### [Task]
In the records that follow, locate every line with "returned" and extract it.

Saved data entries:
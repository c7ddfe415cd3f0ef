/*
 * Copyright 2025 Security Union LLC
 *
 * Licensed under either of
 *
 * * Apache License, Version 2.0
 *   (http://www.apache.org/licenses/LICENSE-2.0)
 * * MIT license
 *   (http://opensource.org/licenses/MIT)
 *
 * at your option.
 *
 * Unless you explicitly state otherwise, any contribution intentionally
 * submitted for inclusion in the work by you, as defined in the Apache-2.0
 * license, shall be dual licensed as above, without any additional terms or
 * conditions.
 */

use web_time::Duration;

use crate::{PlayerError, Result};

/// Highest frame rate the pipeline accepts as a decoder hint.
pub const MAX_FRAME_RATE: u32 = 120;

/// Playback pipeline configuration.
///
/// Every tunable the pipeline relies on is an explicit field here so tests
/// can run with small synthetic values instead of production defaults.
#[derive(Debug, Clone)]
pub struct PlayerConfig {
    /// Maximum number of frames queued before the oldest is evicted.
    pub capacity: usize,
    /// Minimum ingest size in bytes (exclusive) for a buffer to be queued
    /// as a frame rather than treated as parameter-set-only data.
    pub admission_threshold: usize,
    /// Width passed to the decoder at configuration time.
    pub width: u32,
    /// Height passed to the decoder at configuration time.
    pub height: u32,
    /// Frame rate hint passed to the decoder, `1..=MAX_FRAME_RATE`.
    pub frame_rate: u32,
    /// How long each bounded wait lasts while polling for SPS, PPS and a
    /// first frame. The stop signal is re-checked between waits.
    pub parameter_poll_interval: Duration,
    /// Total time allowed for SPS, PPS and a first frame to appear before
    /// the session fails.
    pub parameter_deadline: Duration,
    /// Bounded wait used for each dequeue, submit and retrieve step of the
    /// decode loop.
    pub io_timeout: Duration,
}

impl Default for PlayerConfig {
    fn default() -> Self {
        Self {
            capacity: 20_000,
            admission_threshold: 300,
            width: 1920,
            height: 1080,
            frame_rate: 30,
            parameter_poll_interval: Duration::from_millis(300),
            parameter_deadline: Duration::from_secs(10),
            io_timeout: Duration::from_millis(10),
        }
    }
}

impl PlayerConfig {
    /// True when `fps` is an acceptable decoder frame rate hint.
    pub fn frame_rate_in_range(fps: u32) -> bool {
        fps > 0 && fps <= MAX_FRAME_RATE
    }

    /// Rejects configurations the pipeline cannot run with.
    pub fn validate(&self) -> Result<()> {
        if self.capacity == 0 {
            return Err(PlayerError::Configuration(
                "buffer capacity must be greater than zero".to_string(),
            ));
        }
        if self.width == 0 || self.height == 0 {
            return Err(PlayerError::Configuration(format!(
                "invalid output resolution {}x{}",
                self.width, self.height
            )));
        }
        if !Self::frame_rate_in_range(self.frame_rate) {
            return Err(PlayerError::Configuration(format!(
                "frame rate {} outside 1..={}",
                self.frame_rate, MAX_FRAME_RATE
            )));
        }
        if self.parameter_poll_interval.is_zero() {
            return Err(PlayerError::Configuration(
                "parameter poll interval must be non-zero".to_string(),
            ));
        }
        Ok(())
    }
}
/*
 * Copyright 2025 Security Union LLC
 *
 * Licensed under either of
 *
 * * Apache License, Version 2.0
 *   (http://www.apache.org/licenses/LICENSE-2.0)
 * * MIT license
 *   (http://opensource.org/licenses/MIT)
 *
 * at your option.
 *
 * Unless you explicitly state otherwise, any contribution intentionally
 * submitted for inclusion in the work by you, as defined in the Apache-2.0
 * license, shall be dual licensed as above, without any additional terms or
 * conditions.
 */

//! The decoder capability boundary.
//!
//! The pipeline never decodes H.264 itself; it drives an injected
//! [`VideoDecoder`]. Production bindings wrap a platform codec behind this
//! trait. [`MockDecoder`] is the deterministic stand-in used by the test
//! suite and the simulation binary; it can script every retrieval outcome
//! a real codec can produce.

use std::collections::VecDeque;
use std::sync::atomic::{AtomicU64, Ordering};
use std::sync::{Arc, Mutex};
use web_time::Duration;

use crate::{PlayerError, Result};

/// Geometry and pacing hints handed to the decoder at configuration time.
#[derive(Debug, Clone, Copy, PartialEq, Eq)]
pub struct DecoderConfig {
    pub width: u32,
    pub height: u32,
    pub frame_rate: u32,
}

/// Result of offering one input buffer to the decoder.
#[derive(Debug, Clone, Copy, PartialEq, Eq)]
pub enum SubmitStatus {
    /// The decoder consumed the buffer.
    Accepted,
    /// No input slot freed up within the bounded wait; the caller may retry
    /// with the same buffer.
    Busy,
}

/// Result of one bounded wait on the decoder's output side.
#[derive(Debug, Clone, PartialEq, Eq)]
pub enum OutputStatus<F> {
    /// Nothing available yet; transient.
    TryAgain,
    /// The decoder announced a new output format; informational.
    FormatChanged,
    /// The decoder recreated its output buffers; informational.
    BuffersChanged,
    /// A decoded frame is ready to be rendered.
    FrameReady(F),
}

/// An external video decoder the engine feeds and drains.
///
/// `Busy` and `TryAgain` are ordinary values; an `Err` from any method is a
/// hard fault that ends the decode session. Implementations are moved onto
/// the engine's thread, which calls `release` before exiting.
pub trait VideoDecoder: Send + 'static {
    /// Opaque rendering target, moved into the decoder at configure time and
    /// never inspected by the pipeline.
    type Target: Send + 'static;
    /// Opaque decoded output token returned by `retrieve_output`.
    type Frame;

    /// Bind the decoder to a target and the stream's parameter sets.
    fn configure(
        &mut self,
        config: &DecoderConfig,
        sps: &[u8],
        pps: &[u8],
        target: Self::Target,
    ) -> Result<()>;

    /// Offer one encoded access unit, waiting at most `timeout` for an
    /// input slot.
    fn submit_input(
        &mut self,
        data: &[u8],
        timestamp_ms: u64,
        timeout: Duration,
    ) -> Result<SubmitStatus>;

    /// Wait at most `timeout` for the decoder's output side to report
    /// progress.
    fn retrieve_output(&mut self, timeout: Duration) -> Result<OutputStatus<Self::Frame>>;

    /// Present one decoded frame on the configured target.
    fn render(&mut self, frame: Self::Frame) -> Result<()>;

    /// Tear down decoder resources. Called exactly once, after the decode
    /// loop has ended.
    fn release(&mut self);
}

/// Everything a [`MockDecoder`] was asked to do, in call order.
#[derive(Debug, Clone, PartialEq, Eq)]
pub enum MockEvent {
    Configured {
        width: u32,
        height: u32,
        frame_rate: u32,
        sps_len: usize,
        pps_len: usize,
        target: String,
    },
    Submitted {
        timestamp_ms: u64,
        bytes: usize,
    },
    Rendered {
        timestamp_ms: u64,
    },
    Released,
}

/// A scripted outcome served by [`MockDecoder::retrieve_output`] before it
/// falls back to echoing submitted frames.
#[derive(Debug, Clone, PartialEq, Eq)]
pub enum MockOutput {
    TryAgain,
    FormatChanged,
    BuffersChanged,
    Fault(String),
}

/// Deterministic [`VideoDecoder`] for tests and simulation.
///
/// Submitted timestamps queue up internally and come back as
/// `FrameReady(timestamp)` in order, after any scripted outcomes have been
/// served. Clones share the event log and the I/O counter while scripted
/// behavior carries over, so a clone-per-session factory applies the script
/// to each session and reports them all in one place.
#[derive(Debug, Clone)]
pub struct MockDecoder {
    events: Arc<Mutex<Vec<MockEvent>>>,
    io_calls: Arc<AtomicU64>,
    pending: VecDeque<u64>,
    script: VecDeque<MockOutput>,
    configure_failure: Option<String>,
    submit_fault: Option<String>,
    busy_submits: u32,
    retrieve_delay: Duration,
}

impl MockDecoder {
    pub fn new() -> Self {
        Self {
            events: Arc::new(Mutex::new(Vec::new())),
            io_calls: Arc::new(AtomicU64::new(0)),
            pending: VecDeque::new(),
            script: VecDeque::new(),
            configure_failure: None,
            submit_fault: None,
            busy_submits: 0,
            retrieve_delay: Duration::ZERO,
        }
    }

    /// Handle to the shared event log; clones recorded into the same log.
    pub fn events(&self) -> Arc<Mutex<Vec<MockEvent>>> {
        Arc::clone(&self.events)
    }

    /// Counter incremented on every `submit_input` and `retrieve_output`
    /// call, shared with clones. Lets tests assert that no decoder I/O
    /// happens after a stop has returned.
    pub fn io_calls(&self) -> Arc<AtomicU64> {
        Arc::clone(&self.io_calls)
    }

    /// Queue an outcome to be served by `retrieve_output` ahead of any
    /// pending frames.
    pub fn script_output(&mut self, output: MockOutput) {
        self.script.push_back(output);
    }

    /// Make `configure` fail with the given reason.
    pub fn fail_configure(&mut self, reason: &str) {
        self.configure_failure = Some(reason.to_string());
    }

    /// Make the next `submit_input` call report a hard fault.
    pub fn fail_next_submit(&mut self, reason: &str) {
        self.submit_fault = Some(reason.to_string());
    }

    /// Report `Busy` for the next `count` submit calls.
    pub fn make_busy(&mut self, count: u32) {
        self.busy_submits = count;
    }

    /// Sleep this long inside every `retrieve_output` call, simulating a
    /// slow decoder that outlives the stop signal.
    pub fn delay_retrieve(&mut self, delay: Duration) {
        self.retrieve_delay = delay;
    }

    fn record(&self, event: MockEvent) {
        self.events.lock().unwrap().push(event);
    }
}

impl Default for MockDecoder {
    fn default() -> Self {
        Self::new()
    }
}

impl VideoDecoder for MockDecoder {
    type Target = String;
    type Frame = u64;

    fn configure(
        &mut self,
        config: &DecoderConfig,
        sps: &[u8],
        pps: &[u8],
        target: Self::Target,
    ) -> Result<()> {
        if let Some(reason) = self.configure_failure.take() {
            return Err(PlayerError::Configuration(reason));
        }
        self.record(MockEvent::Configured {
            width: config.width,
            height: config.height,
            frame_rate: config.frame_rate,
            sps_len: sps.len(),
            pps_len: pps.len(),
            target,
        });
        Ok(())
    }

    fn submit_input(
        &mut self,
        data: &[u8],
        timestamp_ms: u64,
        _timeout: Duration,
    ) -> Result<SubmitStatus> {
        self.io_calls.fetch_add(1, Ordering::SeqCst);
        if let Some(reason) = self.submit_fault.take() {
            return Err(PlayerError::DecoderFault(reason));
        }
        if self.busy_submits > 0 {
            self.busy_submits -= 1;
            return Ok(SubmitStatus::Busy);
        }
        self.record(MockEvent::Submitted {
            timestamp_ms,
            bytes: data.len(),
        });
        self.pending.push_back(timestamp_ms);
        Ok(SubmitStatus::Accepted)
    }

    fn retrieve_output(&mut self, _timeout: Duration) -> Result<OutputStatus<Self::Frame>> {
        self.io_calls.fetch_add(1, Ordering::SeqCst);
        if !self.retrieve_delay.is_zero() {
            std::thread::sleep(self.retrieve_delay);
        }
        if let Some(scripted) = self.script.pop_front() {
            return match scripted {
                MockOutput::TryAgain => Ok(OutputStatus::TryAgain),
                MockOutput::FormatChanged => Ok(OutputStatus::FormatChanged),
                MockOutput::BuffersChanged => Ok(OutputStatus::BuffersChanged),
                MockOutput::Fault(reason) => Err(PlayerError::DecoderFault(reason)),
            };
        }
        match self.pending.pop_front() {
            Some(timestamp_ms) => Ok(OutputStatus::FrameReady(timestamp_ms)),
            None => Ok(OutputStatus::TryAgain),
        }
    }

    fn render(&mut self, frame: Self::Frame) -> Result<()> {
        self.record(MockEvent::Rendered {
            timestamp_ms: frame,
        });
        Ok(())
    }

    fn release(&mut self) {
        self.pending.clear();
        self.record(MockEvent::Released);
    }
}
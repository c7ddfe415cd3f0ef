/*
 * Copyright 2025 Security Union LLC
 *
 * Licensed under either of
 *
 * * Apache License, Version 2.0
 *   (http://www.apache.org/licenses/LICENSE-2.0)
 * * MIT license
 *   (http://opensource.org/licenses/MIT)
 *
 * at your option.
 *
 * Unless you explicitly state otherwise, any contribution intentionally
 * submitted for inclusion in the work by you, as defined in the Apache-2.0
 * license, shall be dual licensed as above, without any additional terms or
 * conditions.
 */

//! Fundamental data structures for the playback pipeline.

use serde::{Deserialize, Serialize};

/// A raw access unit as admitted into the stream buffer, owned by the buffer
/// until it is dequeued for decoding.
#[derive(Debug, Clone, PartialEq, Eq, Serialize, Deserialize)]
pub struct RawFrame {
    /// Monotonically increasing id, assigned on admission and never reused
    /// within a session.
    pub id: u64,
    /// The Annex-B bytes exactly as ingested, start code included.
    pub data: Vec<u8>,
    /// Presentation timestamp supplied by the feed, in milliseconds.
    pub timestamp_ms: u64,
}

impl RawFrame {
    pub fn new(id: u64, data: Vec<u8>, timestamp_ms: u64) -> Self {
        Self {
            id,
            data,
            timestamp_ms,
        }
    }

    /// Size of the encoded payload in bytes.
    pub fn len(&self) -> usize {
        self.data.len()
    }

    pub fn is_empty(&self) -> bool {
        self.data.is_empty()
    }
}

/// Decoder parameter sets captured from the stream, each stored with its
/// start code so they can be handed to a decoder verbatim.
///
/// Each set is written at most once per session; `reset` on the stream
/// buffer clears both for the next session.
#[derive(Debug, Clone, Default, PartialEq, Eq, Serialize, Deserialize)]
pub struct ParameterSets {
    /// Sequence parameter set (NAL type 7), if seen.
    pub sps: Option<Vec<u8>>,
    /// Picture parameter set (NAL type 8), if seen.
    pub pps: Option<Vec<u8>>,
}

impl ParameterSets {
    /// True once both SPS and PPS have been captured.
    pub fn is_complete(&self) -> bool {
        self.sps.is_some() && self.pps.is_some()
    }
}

### [Result for this exercise]
    /// Opaque decoded output token returned by `retrieve_output`.
    /// happens after a stop has returned.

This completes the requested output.